→ Work instructions
What appears from the first line of the records below through the line containing "pub struct FieldValueNode" must be reproduced verbatim.

*** Opening Data records ***

//! Co-occurrence graph data models.
//!
//! Defines the complete type system for the pipeline:
//!
//! ## Graph structure (builder → engine)
//! - [`FieldValueNode`] — a `(field, value)` pair, keyed as `"field::value"`
//!   with `:` and `\` escaped in the field part
//! - [`CoEdge`] — co-occurrence count between two distinct nodes
//! - [`CooccurrenceGraph`] — petgraph wrapper with ID ↔ NodeIndex mapping
//!
//! ## Output types (metrics)
//! - [`NodeMetricsRow`] / [`EdgeMetricsRow`] — the two flat result tables
//! - [`MetricsSummary`] — graph-level figures and which solvers ran
//! - [`MetricsReport`] — aggregated result of a full metrics run
//!
//! ## Configuration
//! - [`MetricsOptions`] — sampling, solver and community tuning parameters

use chrono::{DateTime, Utc};
use petgraph::graph::{EdgeIndex, NodeIndex, UnGraph};
use petgraph::visit::EdgeRef;
use serde::{Deserialize, Serialize};
use std::collections::HashMap;
use tokio_util::sync::CancellationToken;

/// Separator between field name and value in node identifiers.
pub const NODE_ID_SEPARATOR: &str = "::";

/// Build the identifier of a `(field, value)` node.
///
/// `\` and `:` in the field name are backslash-escaped, so the first
/// unescaped `::` always ends the field and distinct pairs never share an
/// identifier. Fields without either character keep the plain
/// `"field::value"` form.
pub fn node_id(field: &str, value: &str) -> String {
    let mut id = String::with_capacity(field.len() + NODE_ID_SEPARATOR.len() + value.len());
    for ch in field.chars() {
        if ch == '\\' || ch == ':' {
            id.push('\\');
        }
        id.push(ch);
    }
    id.push_str(NODE_ID_SEPARATOR);
    id.push_str(value);
    id
}

// ============================================================================
// Graph structure
// ============================================================================

/// A distinct value observed in a selected field.
#[derive(Debug, Clone, PartialEq, Eq, Hash, Serialize, Deserialize)]
pub struct FieldValueNode {
    /// Structural identity, see [`node_id`]
    pub id: String,
    /// Display label (the stringified value)
    pub label: String,
    /// Originating field (column) name
    pub field: String,
}

impl FieldValueNode {
    pub fn new(field: &str, value: &str) -> Self {
        Self {
            id: node_id(field, value),
            label: value.to_string(),
            field: field.to_string(),
        }
    }
}

/// Undirected co-occurrence edge.
#[derive(Debug, Clone, Copy, PartialEq, Eq, Serialize, Deserialize)]
pub struct CoEdge {
    /// Number of records in which both endpoint values appear together
    pub weight: u64,
}

impl Default for CoEdge {
    fn default() -> Self {
        Self { weight: 1 }
    }
}

/// Wrapper around `petgraph::UnGraph` with ID ↔ NodeIndex mapping.
///
/// Node indices follow insertion order, which is the "input order" used to
/// break ties when sorting result rows and to canonicalize community ids.
#[derive(Debug, Clone, Default)]
pub struct CooccurrenceGraph {
    /// The underlying undirected graph
    pub graph: UnGraph<FieldValueNode, CoEdge>,
    /// Mapping from node ID to petgraph NodeIndex
    pub id_to_index: HashMap<String, NodeIndex>,
}

impl CooccurrenceGraph {
    pub fn new() -> Self {
        Self::default()
    }

    pub fn with_capacity(nodes: usize, edges: usize) -> Self {
        Self {
            graph: UnGraph::with_capacity(nodes, edges),
            id_to_index: HashMap::with_capacity(nodes),
        }
    }

    /// Add a node. If a node with the same ID already exists, returns its index.
    pub fn add_node(&mut self, node: FieldValueNode) -> NodeIndex {
        if let Some(&idx) = self.id_to_index.get(&node.id) {
            return idx;
        }
        let id = node.id.clone();
        let idx = self.graph.add_node(node);
        self.id_to_index.insert(id, idx);
        idx
    }

    /// Add `weight` co-occurrences between two nodes identified by ID.
    ///
    /// Accumulates onto an existing edge instead of adding a parallel one.
    /// Returns `None` if either node is missing or both IDs are the same.
    pub fn add_cooccurrence(&mut self, a: &str, b: &str, weight: u64) -> Option<EdgeIndex> {
        let ia = *self.id_to_index.get(a)?;
        let ib = *self.id_to_index.get(b)?;
        if ia == ib {
            return None;
        }
        match self.graph.find_edge(ia, ib) {
            Some(e) => {
                self.graph[e].weight += weight;
                Some(e)
            }
            None => Some(self.graph.add_edge(ia, ib, CoEdge { weight })),
        }
    }

    pub fn get_node(&self, id: &str) -> Option<&FieldValueNode> {
        let idx = self.id_to_index.get(id)?;
        self.graph.node_weight(*idx)
    }

    pub fn get_index(&self, id: &str) -> Option<NodeIndex> {
        self.id_to_index.get(id).copied()
    }

    /// Weight of the edge between two nodes, if any.
    pub fn edge_weight(&self, a: &str, b: &str) -> Option<u64> {
        let ia = self.get_index(a)?;
        let ib = self.get_index(b)?;
        self.graph.find_edge(ia, ib).map(|e| self.graph[e].weight)
    }

    /// Nodes in input order.
    pub fn nodes(&self) -> impl Iterator<Item = &FieldValueNode> {
        self.graph.node_indices().map(move |i| &self.graph[i])
    }

    /// Edges in input order as `(source, target, weight)`.
    pub fn edges(&self) -> impl Iterator<Item = (&FieldValueNode, &FieldValueNode, u64)> {
        self.graph
            .edge_references()
            .map(move |e| (&self.graph[e.source()], &self.graph[e.target()], e.weight().weight))
    }

    /// Sum of incident edge weights of a node.
    pub fn weighted_degree(&self, id: &str) -> Option<u64> {
        let idx = self.get_index(id)?;
        Some(self.graph.edges(idx).map(|e| e.weight().weight).sum())
    }

    pub fn node_count(&self) -> usize {
        self.graph.node_count()
    }

    pub fn edge_count(&self) -> usize {
        self.graph.edge_count()
    }

    /// Sum of all edge weights.
    pub fn total_weight(&self) -> u64 {
        self.graph.edge_weights().map(|e| e.weight).sum()
    }
}

// ============================================================================
// Output types — metrics tables
// ============================================================================

/// Per-node metrics row.
#[derive(Debug, Clone, PartialEq, Serialize, Deserialize)]
pub struct NodeMetricsRow {
    pub node_id: String,
    pub label: String,
    pub field: String,
    /// Number of incident edges
    pub degree: usize,
    /// Sum of incident edge weights
    pub degree_weighted: f64,
    /// degree / (n - 1), 0 when n <= 1
    pub degree_centrality: f64,
    /// Weighted shortest-path betweenness (0.0–1.0)
    pub betweenness: f64,
    /// Eigenvector centrality, L1-normalized across nodes
    pub eigenvector: f64,
    /// Community id, -1 when undetermined
    pub community: i64,
}

/// Per-edge metrics row.
#[derive(Debug, Clone, PartialEq, Serialize, Deserialize)]
pub struct EdgeMetricsRow {
    pub u: String,
    pub v: String,
    pub weight: u64,
}

/// How betweenness sources were chosen.
#[derive(Debug, Clone, Copy, PartialEq, Eq, Serialize, Deserialize)]
#[serde(tag = "mode", rename_all = "snake_case")]
pub enum BetweennessMode {
    /// Every node used as a source
    Exact,
    /// `sources` nodes drawn with a seeded RNG
    Sampled { sources: usize },
}

/// Which eigenvector solver produced the scores.
#[derive(Debug, Clone, Copy, PartialEq, Eq, Serialize, Deserialize)]
#[serde(rename_all = "snake_case")]
pub enum EigenSolver {
    /// Zero or one node, no iteration needed
    Trivial,
    /// rustworkx-core shifted power iteration
    Rustworkx,
    /// In-crate power iteration with the fallback iteration cap
    PowerIteration,
    /// Both solvers failed; every score is 0.0
    Failed,
}

impl std::fmt::Display for EigenSolver {
    fn fmt(&self, f: &mut std::fmt::Formatter<'_>) -> std::fmt::Result {
        match self {
            Self::Trivial => write!(f, "trivial"),
            Self::Rustworkx => write!(f, "rustworkx"),
            Self::PowerIteration => write!(f, "power_iteration"),
            Self::Failed => write!(f, "failed"),
        }
    }
}

/// Graph-level figures of a metrics run.
#[derive(Debug, Clone, Serialize, Deserialize)]
pub struct MetricsSummary {
    pub node_count: usize,
    pub edge_count: usize,
    /// Number of connected components
    pub component_count: usize,
    /// Number of distinct community ids (excluding -1)
    pub community_count: usize,
    /// Newman modularity of the final partition
    pub modularity: f64,
    /// Name of the community strategy that produced the partition
    pub community_strategy: String,
    pub eigenvector_solver: EigenSolver,
    pub betweenness_mode: BetweennessMode,
    /// Computation time in milliseconds
    pub computation_ms: u64,
    pub computed_at: DateTime<Utc>,
}

/// Complete result of a metrics computation.
///
/// `nodes` is sorted by weighted degree, `edges` by weight, both descending
/// with ties kept in input order.
#[derive(Debug, Clone, Serialize, Deserialize)]
pub struct MetricsReport {
    pub nodes: Vec<NodeMetricsRow>,
    pub edges: Vec<EdgeMetricsRow>,
    pub summary: MetricsSummary,
}

impl MetricsReport {
    /// Look up a node row by ID.
    pub fn node(&self, id: &str) -> Option<&NodeMetricsRow> {
        self.nodes.iter().find(|n| n.node_id == id)
    }
}

// ============================================================================
// Configuration
// ============================================================================

/// Tuning parameters for the metrics engine.
#[derive(Debug, Clone, Serialize, Deserialize)]
#[serde(default)]
pub struct MetricsOptions {
    /// Sample betweenness sources when the graph exceeds `exact_threshold`
    pub approx_betweenness: bool,
    /// Explicit number of betweenness sources (overrides auto sampling)
    pub sample_size: Option<usize>,
    /// Largest node count computed exactly when `approx_betweenness` is on
    pub exact_threshold: usize,
    /// Seed for betweenness source sampling
    pub seed: u64,
    /// Iteration cap for the preferred eigenvector solver (default: 100)
    pub eigen_max_iterations: usize,
    /// Per-node convergence tolerance for eigenvector solvers (default: 1e-6)
    pub eigen_tolerance: f64,
    /// Iteration cap for the fallback power iteration (default: 200)
    pub eigen_fallback_iterations: usize,
    /// Louvain resolution parameter (default: 1.0)
    pub louvain_resolution: f64,
    /// Maximum local-moving passes per Louvain level (default: 100)
    pub louvain_max_passes: usize,
    /// Largest graph the greedy agglomerative strategy accepts (default: 5000)
    pub greedy_max_nodes: usize,
    /// Caller-side cancellation, checked inside the long-running loops
    #[serde(skip)]
    pub cancel: Option<CancellationToken>,
}

impl Default for MetricsOptions {
    fn default() -> Self {
        Self {
            approx_betweenness: true,
            sample_size: None,
            exact_threshold: 2000,
            seed: 42,
            eigen_max_iterations: 100,
            eigen_tolerance: 1e-6,
            eigen_fallback_iterations: 200,
            louvain_resolution: 1.0,
            louvain_max_passes: 100,
            greedy_max_nodes: 5000,
            cancel: None,
        }
    }
}

impl MetricsOptions {
    pub fn is_cancelled(&self) -> bool {
        self.cancel.as_ref().is_some_and(|t| t.is_cancelled())
    }
}

// ============================================================================
// Tests
// ============================================================================
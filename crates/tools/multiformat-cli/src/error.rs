use multiformat_cid::CidError;
use multiformat_encoding::EncodingError;
use thiserror::Error;

#[derive(Error, Debug)]
pub enum CliError {
    #[error("Encoding error: {0}")]
    Encoding(#[from] EncodingError),

    #[error("CID error: {0}")]
    Cid(#[from] CidError),

    #[error("Invalid hex input: {0}")]
    Hex(#[from] hex::FromHexError),

    #[error("IO error: {0}")]
    Io(#[from] std::io::Error),

    #[error("Serialization error: {0}")]
    Json(#[from] serde_json::Error),

    #[error("Unknown multicodec name: {0}")]
    UnknownCodec(String),

    #[error("Unrecognised multibase prefix: {0}")]
    UnknownEncoding(String),

    #[error("Decoded bytes are not valid UTF-8 (use --hex)")]
    NotUtf8,
}

pub type Result<T> = std::result::Result<T, CliError>;
//! Content identifiers
//!
//! Two wire formats exist and are not interchangeable:
//! - CIDv0: the 34-byte sha2-256 multihash on its own, always written as
//!   unprefixed base58btc (the familiar `Qm...` strings). The content type is
//!   implicitly dag-pb.
//! - CIDv1: `varint(1) ++ varint(content type) ++ multihash`, written as a
//!   multibase string (base32 by default).
//!
//! See: <https://github.com/multiformats/cid>

use std::fmt;
use std::str::FromStr;

use multiformat_encoding::multicodec::{self, CodecTable};
use multiformat_encoding::{Base, Case, RadixAlphabet, multibase};
use serde::{Deserialize, Deserializer, Serialize, Serializer, de};
use tracing::debug;

use crate::error::{CidError, Result};
use crate::multihash::{Multihash, read_varint, write_varint};

/// Length of a binary CIDv0 (sha2-256 multihash)
pub const CIDV0_LEN: usize = 34;

/// Length of a CIDv0 in text form
pub const CIDV0_TEXT_LEN: usize = 46;

/// Every CIDv0 string starts with this marker
pub const CIDV0_TEXT_PREFIX: &str = "Qm";

const SHA2_256_LEN: usize = 32;

#[derive(Debug, Clone, Copy, PartialEq, Eq, Hash, PartialOrd, Ord, Serialize, Deserialize)]
#[serde(rename_all = "lowercase")]
pub enum Version {
    V0,
    V1,
}

impl From<Version> for u64 {
    fn from(version: Version) -> Self {
        match version {
            Version::V0 => 0,
            Version::V1 => 1,
        }
    }
}

impl fmt::Display for Version {
    fn fmt(&self, f: &mut fmt::Formatter) -> fmt::Result {
        write!(f, "{}", u64::from(*self))
    }
}

/// A content identifier
#[derive(Debug, Clone, PartialEq, Eq, Hash, PartialOrd, Ord)]
pub enum Cid {
    /// dag-pb content addressed by a sha2-256 digest
    V0 { digest: [u8; SHA2_256_LEN] },
    V1 { codec: u64, hash: Multihash },
}

impl Cid {
    /// Builds a CIDv0, which only exists for 32-byte sha2-256 multihashes
    pub fn new_v0(hash: &Multihash) -> Result<Self> {
        if hash.code() != multicodec::SHA2_256 {
            return Err(CidError::InvalidFormat(format!(
                "CIDv0 requires a sha2-256 multihash, got code 0x{:x}",
                hash.code()
            )));
        }
        let digest = hash.digest().try_into().map_err(|_| {
            CidError::InvalidFormat(format!(
                "CIDv0 requires a {SHA2_256_LEN}-byte digest, got {}",
                hash.size()
            ))
        })?;
        Ok(Cid::V0 { digest })
    }

    pub fn new_v1(codec: u64, hash: Multihash) -> Self {
        Cid::V1 { codec, hash }
    }

    /// Hashes `data` with `hash_code` and wraps the result in a CIDv1
    pub fn from_data(codec: u64, hash_code: u64, data: &[u8]) -> Result<Self> {
        Ok(Cid::new_v1(codec, Multihash::compute(hash_code, data)?))
    }

    pub fn version(&self) -> Version {
        match self {
            Cid::V0 { .. } => Version::V0,
            Cid::V1 { .. } => Version::V1,
        }
    }

    /// Multicodec content type
    pub fn codec(&self) -> u64 {
        match self {
            Cid::V0 { .. } => multicodec::DAG_PB,
            Cid::V1 { codec, .. } => *codec,
        }
    }

    pub fn hash(&self) -> Multihash {
        match self {
            Cid::V0 { digest } => Multihash::wrap(multicodec::SHA2_256, digest.to_vec()),
            Cid::V1 { hash, .. } => hash.clone(),
        }
    }

    /// Parses a binary CID against the bundled multicodec table
    pub fn from_bytes(bytes: &[u8]) -> Result<Self> {
        Self::from_bytes_with(bytes, multicodec::default_table())
    }

    pub fn from_bytes_with(bytes: &[u8], table: &dyn CodecTable) -> Result<Self> {
        if bytes.len() == CIDV0_LEN && bytes[..2] == [multicodec::SHA2_256 as u8, 0x20] {
            debug!("detected CIDv0");
            let mut digest = [0u8; SHA2_256_LEN];
            digest.copy_from_slice(&bytes[2..]);
            return Ok(Cid::V0 { digest });
        }

        let (version, rest) = read_varint(bytes)?;
        if version != u64::from(Version::V1) {
            return Err(CidError::InvalidFormat(format!(
                "unsupported CID version {version}"
            )));
        }

        let (codec, rest) = read_varint(rest)?;
        if table.by_code(codec).is_none() {
            return Err(CidError::UnknownMulticodec(codec));
        }
        debug!(codec = table.name(codec), "detected CIDv1");

        let hash = Multihash::from_bytes_with(rest, table)?;
        Ok(Cid::V1 { codec, hash })
    }

    pub fn to_bytes(&self) -> Vec<u8> {
        match self {
            Cid::V0 { digest } => {
                let mut bytes = Vec::with_capacity(CIDV0_LEN);
                bytes.extend_from_slice(&[multicodec::SHA2_256 as u8, SHA2_256_LEN as u8]);
                bytes.extend_from_slice(digest);
                bytes
            }
            Cid::V1 { codec, hash } => {
                let mut bytes = Vec::new();
                write_varint(Version::V1.into(), &mut bytes);
                write_varint(*codec, &mut bytes);
                bytes.extend(hash.to_bytes());
                bytes
            }
        }
    }

    /// Text form in the requested encoding
    ///
    /// CIDv0 accepts only base58btc and is written without a multibase prefix.
    /// CIDv1 is always written with its prefix.
    pub fn to_string_of_base(&self, base: Base) -> Result<String> {
        match self {
            Cid::V0 { .. } if base != Base::Base58Btc => {
                Err(CidError::InvalidEncodingForCidV0(base))
            }
            Cid::V0 { .. } => Ok(multibase::encode(base, &self.to_bytes(), false)?),
            Cid::V1 { .. } => Ok(multibase::encode(base, &self.to_bytes(), true)?),
        }
    }

    /// Parses the text form against the bundled multicodec table
    pub fn parse(text: &str) -> Result<Self> {
        Self::parse_with(text, multicodec::default_table())
    }

    pub fn parse_with(text: &str, table: &dyn CodecTable) -> Result<Self> {
        let bytes = if text.len() == CIDV0_TEXT_LEN && text.starts_with(CIDV0_TEXT_PREFIX) {
            Base::Base58Btc.decode(text)?
        } else {
            let (base, bytes) = multibase::decode(text)?;
            debug!(base = base.name(), "decoded CID text");
            bytes
        };
        Self::from_bytes_with(&bytes, table)
    }

    /// Converts to CIDv1, keeping the content type and hash
    pub fn into_v1(self) -> Self {
        match self {
            Cid::V0 { digest } => Cid::V1 {
                codec: multicodec::DAG_PB,
                hash: Multihash::wrap(multicodec::SHA2_256, digest.to_vec()),
            },
            v1 => v1,
        }
    }

    pub fn to_v1(&self) -> Self {
        self.clone().into_v1()
    }
}

impl fmt::Display for Cid {
    fn fmt(&self, f: &mut fmt::Formatter) -> fmt::Result {
        match self {
            Cid::V0 { .. } => {
                f.write_str(&RadixAlphabet::Base58Btc.encode(&self.to_bytes(), Case::Lower))
            }
            Cid::V1 { .. } => {
                let text = multibase::encode(Base::Base32, &self.to_bytes(), true)
                    .map_err(|_| fmt::Error)?;
                f.write_str(&text)
            }
        }
    }
}

impl FromStr for Cid {
    type Err = CidError;

    fn from_str(s: &str) -> Result<Self> {
        Cid::parse(s)
    }
}

impl TryFrom<&[u8]> for Cid {
    type Error = CidError;

    fn try_from(bytes: &[u8]) -> Result<Self> {
        Cid::from_bytes(bytes)
    }
}

impl Serialize for Cid {
    fn serialize<S: Serializer>(&self, serializer: S) -> std::result::Result<S::Ok, S::Error> {
        serializer.collect_str(self)
    }
}

impl<'de> Deserialize<'de> for Cid {
    fn deserialize<D: Deserializer<'de>>(deserializer: D) -> std::result::Result<Self, D::Error> {
        let s = String::deserialize(deserializer)?;
        s.parse().map_err(de::Error::custom)
    }
}
/*!
*   `mf`: encode, decode and identify multibase strings, and inspect, convert
*   or compute content identifiers.
*
*   Logging goes to stderr. Set `RUST_LOG` or pass `-v` to see it.
*/

use std::process::ExitCode;

use clap::{Parser, Subcommand};
use multiformat_cli::commands::{self, CidArgs, DecodeArgs, EncodeArgs, IdentifyArgs};
use tracing_subscriber::filter;

/// CLI Arguments
#[derive(Parser, Debug)]
#[command(name = "mf", version, about, long_about = None, arg_required_else_help(true))]
struct Cli {
    /// Enable verbose output. Repeat for more verbosity (-v, -vv, -vvv)
    #[arg(short, long, action = clap::ArgAction::Count, global = true)]
    verbose: u8,

    #[command(subcommand)]
    command: Commands,
}

#[derive(Subcommand, Debug)]
enum Commands {
    /// Encode data as a multibase string
    Encode(EncodeArgs),

    /// Decode a multibase string
    Decode(DecodeArgs),

    /// Print the encoding a multibase string uses
    Identify(IdentifyArgs),

    /// Content identifier operations
    Cid(CidArgs),
}

fn main() -> ExitCode {
    let cli = Cli::parse();

    let level = match cli.verbose {
        0 => "warn",
        1 => "info",
        2 => "debug",
        _ => "trace",
    };
    let subscriber = tracing_subscriber::fmt()
        .with_env_filter(
            filter::EnvFilter::try_from_default_env()
                .unwrap_or_else(|_| filter::EnvFilter::new(level)),
        )
        .with_writer(std::io::stderr)
        .finish();
    tracing::subscriber::set_global_default(subscriber).expect("Logging failed, exiting...");

    let result = match &cli.command {
        Commands::Encode(args) => commands::encode(args),
        Commands::Decode(args) => commands::decode(args),
        Commands::Identify(args) => commands::identify(args),
        Commands::Cid(args) => commands::cid(args),
    };

    match result {
        Ok(output) => {
            println!("{output}");
            ExitCode::SUCCESS
        }
        Err(e) => {
            tracing::error!("{e}");
            ExitCode::FAILURE
        }
    }
}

*** Closing Data records ***

→ Result of the exercise
//! Co-occurrence graph data models.
//!
//! Defines the complete type system for the pipeline:
//!
//! ## Graph structure (builder → engine)
//! - [`FieldValueNode`] — a `(field, value)` pair, keyed as `"field::value"`
//!   with `:` and `\` escaped in the field part
//! - [`CoEdge`] — co-occurrence count between two distinct nodes
//! - [`CooccurrenceGraph`] — petgraph wrapper with ID ↔ NodeIndex mapping
//!
//! ## Output types (metrics)
//! - [`NodeMetricsRow`] / [`EdgeMetricsRow`] — the two flat result tables
//! - [`MetricsSummary`] — graph-level figures and which solvers ran
//! - [`MetricsReport`] — aggregated result of a full metrics run
//!
//! ## Configuration
//! - [`MetricsOptions`] — sampling, solver and community tuning parameters

use chrono::{DateTime, Utc};
use petgraph::graph::{EdgeIndex, NodeIndex, UnGraph};
use petgraph::visit::EdgeRef;
use serde::{Deserialize, Serialize};
use std::collections::HashMap;
use tokio_util::sync::CancellationToken;

/// Separator between field name and value in node identifiers.
pub const NODE_ID_SEPARATOR: &str = "::";

/// Build the identifier of a `(field, value)` node.
///
/// `\` and `:` in the field name are backslash-escaped, so the first
/// unescaped `::` always ends the field and distinct pairs never share an
/// identifier. Fields without either character keep the plain
/// `"field::value"` form.
pub fn node_id(field: &str, value: &str) -> String {
    let mut id = String::with_capacity(field.len() + NODE_ID_SEPARATOR.len() + value.len());
    for ch in field.chars() {
        if ch == '\\' || ch == ':' {
            id.push('\\');
        }
        id.push(ch);
    }
    id.push_str(NODE_ID_SEPARATOR);
    id.push_str(value);
    id
}

// ============================================================================
// Graph structure
// ============================================================================

/// A distinct value observed in a selected field.
#[derive(Debug, Clone, PartialEq, Eq, Hash, Serialize, Deserialize)]
pub struct FieldValueNode {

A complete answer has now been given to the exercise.